▸ **INSTRUCTIONS FOR THE TASK**
Your answer should be each line of the entries that contains the word "CurrentLevel", copied in full.

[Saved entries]
---

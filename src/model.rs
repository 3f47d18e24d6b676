//! The current-level reading served by `/api/current`.
//!
//! There is no collector behind this yet: [`CURRENT`] is a fixed reading and
//! the wire body is rendered once at startup.

use serde::Serialize;

/// A lake level reading plus a status flag.
#[derive(Debug, Clone, Copy, PartialEq, Serialize)]
pub struct CurrentLevel {
    /// Surface elevation in feet.
    pub level: f64,
    pub status: &'static str,
}

/// The reading every request receives.
pub const CURRENT: CurrentLevel = CurrentLevel {
    level: 3570.42,
    status: "OK",
};

impl CurrentLevel {
    /// Render the exact wire body, e.g. `{"level": 3570.42, "status": "OK"}`.
    ///
    /// Written by hand rather than through `serde_json` because clients see a
    /// space after each colon, which the compact serializer does not emit.
    pub fn to_json_body(&self) -> String {
        format!(
            r#"{{"level": {}, "status": "{}"}}"#,
            self.level, self.status
        )
    }
}

#[cfg(test)]
mod tests {
    use super::*;

    #[test]
    fn current_body_matches_wire_literal() {
        assert_eq!(CURRENT.to_json_body(), r#"{"level": 3570.42, "status": "OK"}"#);
    }

    #[test]
    fn body_is_valid_json_with_both_fields() {
        let json: serde_json::Value = serde_json::from_str(&CURRENT.to_json_body()).unwrap();
        assert_eq!(json["level"].as_f64(), Some(3570.42));
        assert_eq!(json["status"], "OK");
        assert_eq!(json.as_object().unwrap().len(), 2);
    }

    #[test]
    fn hand_rendered_body_agrees_with_serde() {
        let from_serde = serde_json::to_value(CURRENT).unwrap();
        let from_body: serde_json::Value = serde_json::from_str(&CURRENT.to_json_body()).unwrap();
        assert_eq!(from_serde, from_body);
    }

    #[test]
    fn whole_number_levels_render_without_fraction() {
        let reading = CurrentLevel { level: 3600.0, status: "STALE" };
        assert_eq!(reading.to_json_body(), r#"{"level": 3600, "status": "STALE"}"#);
    }
}
fn compare(lhs: &Value, rhs: &Value, holds: fn(Ordering) -> bool) -> Result<Value, RuntimeError> {
    let numeric = |v: &Value| matches!(v, Value::Int(_) | Value::Number(_));
    let ordering = match lhs.partial_cmp(rhs) {
        Some(ordering) => Some(ordering),
        // NaN is unordered, not an error
        None if numeric(lhs) && numeric(rhs) => None,
        None => {
            return Err(CastError::Unsupported {
                from: rhs.data_type(),
                to: lhs.data_type(),
            }
            .into());
        }
    };
    Ok(Value::Bool(ordering.is_some_and(holds)))
}

/// Evaluate a unary operation
fn eval_unary(op: HirUnaryOp, value: Value) -> Result<Value, RuntimeError> {
    match op {
        HirUnaryOp::Not => Ok(Value::Bool(!value.cast_bool()?)),
        HirUnaryOp::Neg => match value {
            Value::Int(n) => Ok(n
                .checked_neg()
                .map_or(Value::Number(-(n as f64)), Value::Int)),
            other => Ok(Value::Number(-other.cast_number())),
        },
    }
}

---

▸ **TASK OUTPUT**
pub struct CurrentLevel {
pub const CURRENT: CurrentLevel = CurrentLevel {
impl CurrentLevel {
        let reading = CurrentLevel { level: 3600.0, status: "STALE" };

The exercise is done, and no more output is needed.